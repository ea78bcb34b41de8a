//! Pure validation and normalisation of flight input.
//!
//! Nothing here performs I/O. The orchestration service runs
//! [`validate_new_flight`] before touching any collaborator, so a rejected request
//! costs no network round-trips.

use crate::error::ValidationError;
use chrono::{DateTime, Utc};
use regex::Regex;
use std::sync::LazyLock;

/// Longest accepted flight number, after trimming.
pub const MAX_FLIGHT_NUMBER_LEN: usize = 10;

#[allow(clippy::expect_used)] // literal patterns
static FLIGHT_NUMBER: LazyLock<Regex> =
    LazyLock::new(|| Regex::new(r"^[A-Z]{2,3}[0-9]{1,6}$").expect("flight number pattern"));

#[allow(clippy::expect_used)]
static IATA_CODE: LazyLock<Regex> =
    LazyLock::new(|| Regex::new(r"^[A-Z]{3}$").expect("IATA code pattern"));

/// Flight input that passed every validation rule, in normalised form.
#[derive(Clone, Debug, PartialEq, Eq)]
pub struct ValidatedFlight {
    /// Normalised flight number
    pub number: String,
    /// Normalised origin code
    pub origin: String,
    /// Normalised destination code
    pub destination: String,
    /// Departure time
    pub departure: DateTime<Utc>,
    /// Arrival time, strictly after departure
    pub arrival: DateTime<Utc>,
}

/// Trim and upper-case a flight number, then check its shape.
///
/// # Errors
///
/// Returns [`ValidationError::InvalidFlightNumber`] for empty input, input longer than
/// [`MAX_FLIGHT_NUMBER_LEN`], or anything not matching `^[A-Z]{2,3}[0-9]{1,6}$`.
///
/// # Examples
///
/// ```
/// use flights_core::validation::normalize_flight_number;
///
/// assert_eq!(normalize_flight_number(" ba123 ").unwrap(), "BA123");
/// assert!(normalize_flight_number("123").is_err());
/// ```
pub fn normalize_flight_number(raw: &str) -> Result<String, ValidationError> {
    let normalized = raw.trim().to_uppercase();
    if normalized.is_empty()
        || normalized.len() > MAX_FLIGHT_NUMBER_LEN
        || !FLIGHT_NUMBER.is_match(&normalized)
    {
        return Err(ValidationError::InvalidFlightNumber);
    }
    Ok(normalized)
}

/// Trim and upper-case an airport code, then require exactly three letters.
///
/// # Errors
///
/// Returns [`ValidationError::InvalidIataCode`] if the normalised code is not `^[A-Z]{3}$`.
pub fn normalize_iata_code(raw: &str) -> Result<String, ValidationError> {
    let normalized = raw.trim().to_uppercase();
    if !IATA_CODE.is_match(&normalized) {
        return Err(ValidationError::InvalidIataCode);
    }
    Ok(normalized)
}

/// Reject a route that starts and ends at the same airport.
///
/// Both codes must already be normalised.
///
/// # Errors
///
/// Returns [`ValidationError::SameOriginAndDestination`] when the codes are equal.
pub fn ensure_distinct_airports(origin: &str, destination: &str) -> Result<(), ValidationError> {
    if origin == destination {
        return Err(ValidationError::SameOriginAndDestination);
    }
    Ok(())
}

/// Require arrival strictly after departure.
///
/// # Errors
///
/// Returns [`ValidationError::InvalidTimes`] carrying both timestamps otherwise.
pub fn ensure_arrival_after_departure(
    departure: DateTime<Utc>,
    arrival: DateTime<Utc>,
) -> Result<(), ValidationError> {
    if arrival <= departure {
        return Err(ValidationError::InvalidTimes { departure, arrival });
    }
    Ok(())
}

/// Reject blank required fields, reporting all of them at once.
///
/// `fields` pairs a field name with its raw value; whitespace-only values count as
/// missing.
///
/// # Errors
///
/// Returns [`ValidationError::InvalidInput`] listing every blank field in order.
///
/// # Examples
///
/// ```
/// use flights_core::validation::validate_required;
///
/// let err = validate_required(&[("number", "BA1"), ("origin", " "), ("destination", "")])
///     .unwrap_err();
/// assert_eq!(err.to_string(), "missing required field(s): origin, destination");
/// ```
pub fn validate_required(fields: &[(&str, &str)]) -> Result<(), ValidationError> {
    let missing: Vec<String> = fields
        .iter()
        .filter(|(_, value)| value.trim().is_empty())
        .map(|(name, _)| (*name).to_string())
        .collect();

    if missing.is_empty() {
        Ok(())
    } else {
        Err(ValidationError::InvalidInput { fields: missing })
    }
}

/// Run every creation rule in order: times, number, origin, destination, distinct airports.
///
/// The first failure wins.
///
/// # Errors
///
/// Returns the [`ValidationError`] of the first rule that fails.
pub fn validate_new_flight(
    number: &str,
    origin: &str,
    destination: &str,
    departure: DateTime<Utc>,
    arrival: DateTime<Utc>,
) -> Result<ValidatedFlight, ValidationError> {
    ensure_arrival_after_departure(departure, arrival)?;
    let number = normalize_flight_number(number)?;
    let origin = normalize_iata_code(origin)?;
    let destination = normalize_iata_code(destination)?;
    ensure_distinct_airports(&origin, &destination)?;

    Ok(ValidatedFlight {
        number,
        origin,
        destination,
        departure,
        arrival,
    })
}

----------------------------------------

*WORK TO BE COMPLETED*
Retype every record above exactly as it appears.

*RESPONSE BELOW*
repository ea78bcb34b41de8a
//! Pure validation and normalisation of flight input.
//!
//! Nothing here performs I/O. The orchestration service runs
//! [`validate_new_flight`] before touching any collaborator, so a rejected request
//! costs no network round-trips.

use crate::error::ValidationError;
use chrono::{DateTime, Utc};
use regex::Regex;
use std::sync::LazyLock;

/// Longest accepted flight number, after trimming.
pub const MAX_FLIGHT_NUMBER_LEN: usize = 10;

#[allow(clippy::expect_used)] // literal patterns
static FLIGHT_NUMBER: LazyLock<Regex> =
    LazyLock::new(|| Regex::new(r"^[A-Z]{2,3}[0-9]{1,6}$").expect("flight number pattern"));

#[allow(clippy::expect_used)]
static IATA_CODE: LazyLock<Regex> =
    LazyLock::new(|| Regex::new(r"^[A-Z]{3}$").expect("IATA code pattern"));

/// Flight input that passed every validation rule, in normalised form.
#[derive(Clone, Debug, PartialEq, Eq)]
pub struct ValidatedFlight {
    /// Normalised flight number
    pub number: String,
    /// Normalised origin code
    pub origin: String,
    /// Normalised destination code
    pub destination: String,
    /// Departure time
    pub departure: DateTime<Utc>,
    /// Arrival time, strictly after departure
    pub arrival: DateTime<Utc>,
}

/// Trim and upper-case a flight number, then check its shape.
///
/// # Errors
///
/// Returns [`ValidationError::InvalidFlightNumber`] for empty input, input longer than
/// [`MAX_FLIGHT_NUMBER_LEN`], or anything not matching `^[A-Z]{2,3}[0-9]{1,6}$`.
///
/// # Examples
///
/// ```
/// use flights_core::validation::normalize_flight_number;
///
/// assert_eq!(normalize_flight_number(" ba123 ").unwrap(), "BA123");
/// assert!(normalize_flight_number("123").is_err());
/// ```
pub fn normalize_flight_number(raw: &str) -> Result<String, ValidationError> {
    let normalized = raw.trim().to_uppercase();
    if normalized.is_empty()
        || normalized.len() > MAX_FLIGHT_NUMBER_LEN
        || !FLIGHT_NUMBER.is_match(&normalized)
    {
        return Err(ValidationError::InvalidFlightNumber);
    }
    Ok(normalized)
}

/// Trim and upper-case an airport code, then require exactly three letters.
///
/// # Errors
///
/// Returns [`ValidationError::InvalidIataCode`] if the normalised code is not `^[A-Z]{3}$`.
pub fn normalize_iata_code(raw: &str) -> Result<String, ValidationError> {
    let normalized = raw.trim().to_uppercase();
    if !IATA_CODE.is_match(&normalized) {
        return Err(ValidationError::InvalidIataCode);
    }
    Ok(normalized)
}

/// Reject a route that starts and ends at the same airport.
///
/// Both codes must already be normalised.
///
/// # Errors
///
/// Returns [`ValidationError::SameOriginAndDestination`] when the codes are equal.
pub fn ensure_distinct_airports(origin: &str, destination: &str) -> Result<(), ValidationError> {
    if origin == destination {
        return Err(ValidationError::SameOriginAndDestination);
    }
    Ok(())
}

/// Require arrival strictly after departure.
///
/// # Errors
///
/// Returns [`ValidationError::InvalidTimes`] carrying both timestamps otherwise.
pub fn ensure_arrival_after_departure(
    departure: DateTime<Utc>,
    arrival: DateTime<Utc>,
) -> Result<(), ValidationError> {
    if arrival <= departure {
        return Err(ValidationError::InvalidTimes { departure, arrival });
    }
    Ok(())
}

/// Reject blank required fields, reporting all of them at once.
///
/// `fields` pairs a field name with its raw value; whitespace-only values count as
/// missing.
///
/// # Errors
///
/// Returns [`ValidationError::InvalidInput`] listing every blank field in order.
///
/// # Examples
///
/// ```
/// use flights_core::validation::validate_required;
///
/// let err = validate_required(&[("number", "BA1"), ("origin", " "), ("destination", "")])
///     .unwrap_err();
/// assert_eq!(err.to_string(), "missing required field(s): origin, destination");
/// ```
pub fn validate_required(fields: &[(&str, &str)]) -> Result<(), ValidationError> {
    let missing: Vec<String> = fields
        .iter()
        .filter(|(_, value)| value.trim().is_empty())
        .map(|(name, _)| (*name).to_string())
        .collect();

    if missing.is_empty() {
        Ok(())
    } else {
        Err(ValidationError::InvalidInput { fields: missing })
    }
}

/// Run every creation rule in order: times, number, origin, destination, distinct airports.
///
/// The first failure wins.
///
/// # Errors
///
/// Returns the [`ValidationError`] of the first rule that fails.
pub fn validate_new_flight(
    number: &str,
    origin: &str,
    destination: &str,
    departure: DateTime<Utc>,
    arrival: DateTime<Utc>,
) -> Result<ValidatedFlight, ValidationError> {
    ensure_arrival_after_departure(departure, arrival)?;
    let number = normalize_flight_number(number)?;
    let origin = normalize_iata_code(origin)?;
    let destination = normalize_iata_code(destination)?;
    ensure_distinct_airports(&origin, &destination)?;

    Ok(ValidatedFlight {
        number,
        origin,
        destination,
        departure,
        arrival,
    })
}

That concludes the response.